Welcome to the official web page of the Social ComQuant Project!

(Workshop #6) Speech and General Audio Analysis for Social Computing

 

CLOSED

Speech and General Audio Analysis for Social Computing

 

Workshop Details

Date: 6-8 October 2021 (3-day workshop)

Time: 10 am in CET (=11 am in Turkey’s local time)

Venue: Online via Zoom

Workshop Language: English

Instructors: Dr. Björn Schuller, Dr. Shahin Amiriparian

Schedule

Day 1 (6.10.2021)

10.00 – 11.30 (CET)                    Session1: AI-based social signal processing (Prof. Dr. Björn Schuller & Dr. Shahin Amiriparian)

11.30 – 11.45 (CET)                    Break

11.45  – 13.00 (CET)                    Session2: Computational paralinguistics in the deep learning era (Prof. Dr. Björn Schuller & Dr. Shahin Amiriparian)

13.00 – 14.00 (CET)                    Lunch break

14.00 – 15.30 (CET)                  Session3: Hands-on machine learning for (social) signal processing, including feature extraction, feature analysis, and supervised learning (Dr.
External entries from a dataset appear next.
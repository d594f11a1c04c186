//! Shared helpers for command handlers.

use chrono::NaiveDate;

use stillage_core::{ListEntry, ListView, PageView, SortOrder, page_size_for_width};

use crate::cli::{GlobalOpts, ListArgs, OutputFormat, SortDirection};
use crate::error::CliError;
use crate::output;

/// Prompt for confirmation, auto-approving if `--yes` was passed.
pub fn confirm(message: &str, yes_flag: bool) -> Result<bool, CliError> {
    if yes_flag {
        return Ok(true);
    }
    let confirmed = dialoguer::Confirm::new()
        .with_prompt(message)
        .default(false)
        .interact()
        .map_err(|e| CliError::Io(std::io::Error::other(e)))?;
    Ok(confirmed)
}

/// Parse a `YYYY-MM-DD` date flag.
pub fn parse_date(field: &str, raw: &str) -> Result<NaiveDate, CliError> {
    NaiveDate::parse_from_str(raw, "%Y-%m-%d").map_err(|_| CliError::InvalidConfig {
        field: field.into(),
        reason: format!("expected YYYY-MM-DD, got '{raw}'"),
    })
}

/// Resolve the page size: an explicit `--page-size` wins, otherwise
/// the terminal-width breakpoint set decides.
pub fn page_size(args: &ListArgs) -> usize {
    if let Some(size) = args.page_size {
        return size.max(1);
    }
    let width = std::env::var("COLUMNS")
        .ok()
        .and_then(|v| v.parse::<u16>().ok())
        .unwrap_or(120);
    page_size_for_width(width)
}

fn sort_order(direction: Option<SortDirection>) -> SortOrder {
    match direction {
        None => SortOrder::None,
        Some(SortDirection::Asc) => SortOrder::Ascending,
        Some(SortDirection::Desc) => SortOrder::Descending,
    }
}

/// Build the list view for a list command: apply search, sort, page,
/// and page size from the shared flags.
pub fn build_view<T: ListEntry>(rows: Vec<T>, args: &ListArgs) -> ListView<T> {
    let size = if args.all {
        rows.len().max(1)
    } else {
        page_size(args)
    };
    let mut view = ListView::new(rows, size);
    if let Some(ref query) = args.search {
        view.set_query(query.clone());
    }
    view.set_sort(sort_order(args.sort));
    view.set_page(args.page);
    view
}

/// Render one page of a list command: the rows in the selected output
/// format, plus the page strip under table output.
pub fn print_page<T, R>(
    global: &GlobalOpts,
    page: &PageView<'_, T>,
    to_row: impl Fn(&T) -> R,
    id_fn: impl Fn(&T) -> String,
) where
    T: serde::Serialize,
    R: tabled::Tabled,
{
    let out = output::render_list(
        &global.output,
        &page.rows,
        |row| to_row(row),
        |row| id_fn(row),
    );
    output::print_output(&out, global.quiet);

    if matches!(global.output, OutputFormat::Table) && !global.quiet {
        let color = output::should_color(&global.color);
        output::print_output(
            &output::render_page_footer(&page.strip, page.page, page.total_rows, color),
            global.quiet,
        );
    }
}
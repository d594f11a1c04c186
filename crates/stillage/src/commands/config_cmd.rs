//! Config command handlers: init, show, profiles, use.

use crate::cli::{ConfigArgs, ConfigCommand, GlobalOpts};
use crate::config::{self, Config, Profile};
use crate::error::CliError;
use crate::output;

pub fn handle(args: ConfigArgs, global: &GlobalOpts) -> Result<(), CliError> {
    match args.command {
        ConfigCommand::Init => init(global),

        ConfigCommand::Show => {
            let cfg = config::load_config_or_default();
            let out = toml::to_string_pretty(&cfg).map_err(stillage_config::ConfigError::from)?;
            output::print_output(&out, global.quiet);
            if !global.quiet {
                eprintln!("Config file: {}", config::config_path().display());
            }
            Ok(())
        }

        ConfigCommand::Profiles => {
            let cfg = config::load_config_or_default();
            let default = cfg.default_profile.clone().unwrap_or_default();
            let mut names: Vec<&String> = cfg.profiles.keys().collect();
            names.sort();
            for name in names {
                let marker = if *name == default { " (default)" } else { "" };
                println!("{name}{marker}");
            }
            Ok(())
        }

        ConfigCommand::Use { name } => {
            let mut cfg = config::load_config_or_default();
            if !cfg.profiles.contains_key(&name) {
                return Err(CliError::ProfileNotFound { name });
            }
            cfg.default_profile = Some(name.clone());
            config::save_config(&cfg)?;
            if !global.quiet {
                eprintln!("Default profile set to '{name}'");
            }
            Ok(())
        }
    }
}

/// Guided first-run setup: one profile with the backend URL.
fn init(global: &GlobalOpts) -> Result<(), CliError> {
    let mut cfg: Config = config::load_config_or_default();

    let name: String = dialoguer::Input::new()
        .with_prompt("Profile name")
        .default("default".into())
        .interact_text()
        .map_err(|e| CliError::Io(std::io::Error::other(e)))?;

    let url: String = dialoguer::Input::new()
        .with_prompt("Backend URL")
        .default("http://localhost:5189".into())
        .interact_text()
        .map_err(|e| CliError::Io(std::io::Error::other(e)))?;

    url::Url::parse(&url).map_err(|e| CliError::InvalidConfig {
        field: "url".into(),
        reason: e.to_string(),
    })?;

    let insecure = dialoguer::Confirm::new()
        .with_prompt("Accept self-signed TLS certificates?")
        .default(false)
        .interact()
        .map_err(|e| CliError::Io(std::io::Error::other(e)))?;

    cfg.profiles.insert(
        name.clone(),
        Profile {
            url,
            ca_cert: None,
            insecure: insecure.then_some(true),
            timeout: None,
        },
    );
    if cfg.default_profile.is_none() {
        cfg.default_profile = Some(name.clone());
    }
    config::save_config(&cfg)?;

    if !global.quiet {
        eprintln!(
            "Profile '{name}' written to {}",
            config::config_path().display()
        );
        eprintln!("Next: stillage auth login");
    }
    Ok(())
}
Shahin Amiriparian & Prof. Dr. Björn Schuller)

15.30            (CET)                    End of the day

 

Day 2 (7.10.2021)

10.00 – 11.30 (CET)                  Session4: Create your own deep neural networks (DNNs) based Android application for affect recognition (Dr. Shahin Amiriparian & Prof. Dr. Björn Schuller)

11.30 – 11.45  (CET)                  Break

11.45  – 13.00  (CET)                  Session5: Fine-tune your trained DNNs based affect recogniser (Dr. Shahin Amiriparian & Prof. Dr. Björn Schuller)

13.00 – 14.00  (CET)                   Lunch break

14.00 – 15.30  (CET)                   Session6: Finalise your DNNs based Android application and test it on your smartphone or embedded devices (Dr. Shahin Amiriparian & Prof. Dr. Björn Schuller)

15.30             (CET)                   End of the day

Day 3 (8.10.2021)

10.00 – 11.30  (CET)                    Session7: Why self-learning is crucial for multimodal signal processing (Dr. Shahin Amiriparian & Prof. Dr. Björn Schuller)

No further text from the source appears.